→ **Exercise aim**: Search the data below for the string "DatabaseError" and copy all lines where it shows up.
==============================
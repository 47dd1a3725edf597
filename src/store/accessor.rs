//! Typed property accessor over a [`StateStore`].

use std::marker::PhantomData;
use std::sync::Arc;

use serde::Serialize;
use serde::de::DeserializeOwned;

use crate::error::DatabaseError;

use super::traits::StateStore;

/// One named property of every conversation, (de)serialized as `T`.
pub struct StateAccessor<T> {
    store: Arc<dyn StateStore>,
    key: &'static str,
    _marker: PhantomData<fn() -> T>,
}

impl<T> Clone for StateAccessor<T> {
    fn clone(&self) -> Self {
        Self {
            store: Arc::clone(&self.store),
            key: self.key,
            _marker: PhantomData,
        }
    }
}

impl<T> StateAccessor<T>
where
    T: Serialize + DeserializeOwned,
{
    pub fn new(store: Arc<dyn StateStore>, key: &'static str) -> Self {
        Self {
            store,
            key,
            _marker: PhantomData,
        }
    }

    pub fn key(&self) -> &'static str {
        self.key
    }

    /// Load the property. A stored value that no longer parses as `T` is an
    /// error, not a silent reset.
    pub async fn get(&self, conversation_id: &str) -> Result<Option<T>, DatabaseError> {
        match self.store.get_state(conversation_id, self.key).await? {
            Some(value) => serde_json::from_value(value)
                .map(Some)
                .map_err(|e| DatabaseError::Serialization(format!("{}: {e}", self.key))),
            None => Ok(None),
        }
    }

    /// Load the property or fall back to `T::default()`.
    pub async fn get_or_default(&self, conversation_id: &str) -> Result<T, DatabaseError>
    where
        T: Default,
    {
        Ok(self.get(conversation_id).await?.unwrap_or_default())
    }

    pub async fn set(&self, conversation_id: &str, value: &T) -> Result<(), DatabaseError> {
        let value = serde_json::to_value(value)
            .map_err(|e| DatabaseError::Serialization(format!("{}: {e}", self.key)))?;
        self.store.set_state(conversation_id, self.key, &value).await
    }

    pub async fn delete(&self, conversation_id: &str) -> Result<bool, DatabaseError> {
        self.store.delete_state(conversation_id, self.key).await
    }
}
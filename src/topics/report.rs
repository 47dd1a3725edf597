//! Report tool errors: BIRT, Qlikview and Qliksense.

use crate::dialogs::{PromptSpec, StepContext, StepOutcome, Waterfall};
use crate::error::DialogError;

use super::{CONFIRM_PROMPT, YES_NO, names, require_entity};

pub const BIRT: &str = "birt";
pub const QLIKVIEW: &str = "qlikview";
pub const QLIKSENSE: &str = "qliksense";

pub const MENU: [&str; 3] = ["Qlikview", "BIRT(From Report Tab)", "Qliksense"];

pub const BROWSERS: [&str; 3] = ["Internet explorer", "Chrome", "Firefox"];
pub const QLIK_ISSUES: [&str; 2] = ["Access Denied", "Not showing the recent data"];

const USERNAME_HINT: &str = r"Please try the user name as: domain\TID. Ex: CAG\T000AA.";

pub fn dialog() -> Result<Waterfall, DialogError> {
    Waterfall::new(
        names::REPORT,
        vec![
            initialize_state,
            prompt_for_birt,
            response_for_birt,
            response_for_birt_browser,
            prompt_for_qlikview,
            response_for_qlikview,
            prompt_for_qliksense,
            response_for_qliksense,
        ],
    )
}

fn initialize_state(ctx: &mut StepContext<'_>) -> StepOutcome {
    require_entity(ctx, "Please let me know the tool which you are trying?", &MENU)
}

fn prompt_for_birt(ctx: &mut StepContext<'_>) -> StepOutcome {
    if !ctx.profile.entity_is(BIRT) {
        return StepOutcome::Next;
    }
    ctx.profile.continuation = false;
    StepOutcome::Prompt(PromptSpec::choice(
        CONFIRM_PROMPT,
        "Are you using Windows 10?",
        &YES_NO,
    ))
}

fn response_for_birt(ctx: &mut StepContext<'_>) -> StepOutcome {
    if !ctx.profile.entity_is(BIRT) {
        return StepOutcome::Next;
    }
    if ctx.reply_is("yes") {
        ctx.send("BIRT reports are not accessible in Windows 10. Please use Qlikview & Qliksense for RP reports extraction.");
        ctx.send("Contact your business admin for the accessibility.");
        ctx.profile.continuation = true;
        return StepOutcome::End;
    }
    ctx.profile.continuation = false;
    StepOutcome::Prompt(PromptSpec::choice(
        CONFIRM_PROMPT,
        "Which browser are you logged in with?",
        &BROWSERS,
    ))
}

fn response_for_birt_browser(ctx: &mut StepContext<'_>) -> StepOutcome {
    if !ctx.profile.entity_is(BIRT) {
        return StepOutcome::Next;
    }
    if ctx.reply_is("internet explorer") {
        ctx.send("Please raise an incident to RP team in DriveIT with the issue description.");
    } else {
        ctx.send("Please try accessing BIRT report in Internet explorer.");
    }
    ctx.profile.continuation = true;
    StepOutcome::Next
}

fn prompt_for_qlikview(ctx: &mut StepContext<'_>) -> StepOutcome {
    prompt_for_qlik_issue(ctx, QLIKVIEW)
}

fn response_for_qlikview(ctx: &mut StepContext<'_>) -> StepOutcome {
    if !ctx.profile.entity_is(QLIKVIEW) {
        return StepOutcome::Next;
    }
    if ctx.reply_is("access denied") {
        ctx.send(USERNAME_HINT);
    } else {
        ctx.send("The Qlikview data refresh time is: 9.30 PM EST.");
        ctx.send("Please try to extract the report after the refresh timings.");
    }
    ctx.profile.continuation = true;
    StepOutcome::Next
}

fn prompt_for_qliksense(ctx: &mut StepContext<'_>) -> StepOutcome {
    prompt_for_qlik_issue(ctx, QLIKSENSE)
}

fn response_for_qliksense(ctx: &mut StepContext<'_>) -> StepOutcome {
    if !ctx.profile.entity_is(QLIKSENSE) {
        return StepOutcome::Next;
    }
    if ctx.reply_is("access denied") {
        ctx.send(USERNAME_HINT);
        ctx.send("Please contact your business admin for the accessibility and training.");
    } else {
        ctx.send("Please see the refresh time for each report below:");
        ctx.send("Participation : 5.30 AM EST");
        ctx.send("DOE-Grant : 10.30 PM EST");
        ctx.send("Active Projects : 10.30 PM EST");
        ctx.send("Please try to extract the report 45 mins after the refresh timings to get the latest data.");
    }
    ctx.profile.continuation = true;
    StepOutcome::Next
}

fn prompt_for_qlik_issue(ctx: &mut StepContext<'_>, tool: &str) -> StepOutcome {
    if !ctx.profile.entity_is(tool) {
        return StepOutcome::Next;
    }
    ctx.profile.continuation = false;
    StepOutcome::Prompt(PromptSpec::choice(
        CONFIRM_PROMPT,
        "Please select the issue that you are facing.",
        &QLIK_ISSUES,
    ))
}
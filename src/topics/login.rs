//! Login failures.

use crate::dialogs::{StepContext, StepOutcome, Waterfall};
use crate::error::DialogError;

use super::transaction::SUPERVISOR_CYCLE_LINES;
use super::{names, require_entity};

pub const DEACTIVATED: &str = "deactivated";
pub const INVALID: &str = "invalid";
pub const LDAP: &str = "ldap";
pub const TRANSACTION: &str = "transaction";
pub const UNAUTHORIZED: &str = "not authorized";

pub const MENU: [&str; 5] = [
    "Invalid userid/password",
    "User Id not defined in LDAP",
    "Not authorized to access RP due to invalid LOC/DEPT",
    "You are currently deactivated in the system",
    "Transaction not successfully started",
];

const BUSINESS_ADMIN_LINES: [&str; 2] = [
    "Please contact your business admin to activate in RP.",
    "You can refer help tab for business admin contacts.",
];

pub fn dialog() -> Result<Waterfall, DialogError> {
    Waterfall::new(names::LOGIN, vec![initialize_state, respond])
}

fn initialize_state(ctx: &mut StepContext<'_>) -> StepOutcome {
    require_entity(
        ctx,
        "Ok, glad to help you on that. Please select the appropriate issue from the dropdown.",
        &MENU,
    )
}

fn respond(ctx: &mut StepContext<'_>) -> StepOutcome {
    let lines: &[&str] = if ctx.profile.entity_is(LDAP) {
        &[
            "Please follow the below steps.",
            "i) Contact your HR to activate your profile in LDAP.",
            "ii) Contact your business admin to activate in RP.",
            "You can refer help tab for business admin contacts.",
        ]
    } else if ctx.profile.entity_is(INVALID) {
        &["Please reset your password. If the issue still persists, try logging in after clearing the browser cache."]
    } else if ctx.profile.entity_is(TRANSACTION) {
        &SUPERVISOR_CYCLE_LINES
    } else if ctx.profile.entity_is(UNAUTHORIZED) || ctx.profile.entity_is(DEACTIVATED) {
        &BUSINESS_ADMIN_LINES
    } else {
        &[]
    };
    for line in lines {
        ctx.send(*line);
    }
    StepOutcome::Next
}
==============================
→ **Result below**:
use crate::error::DatabaseError;
    pub async fn get(&self, conversation_id: &str) -> Result<Option<T>, DatabaseError> {
                .map_err(|e| DatabaseError::Serialization(format!("{}: {e}", self.key))),
    pub async fn get_or_default(&self, conversation_id: &str) -> Result<T, DatabaseError>
    pub async fn set(&self, conversation_id: &str, value: &T) -> Result<(), DatabaseError> {
            .map_err(|e| DatabaseError::Serialization(format!("{}: {e}", self.key)))?;
    pub async fn delete(&self, conversation_id: &str) -> Result<bool, DatabaseError> {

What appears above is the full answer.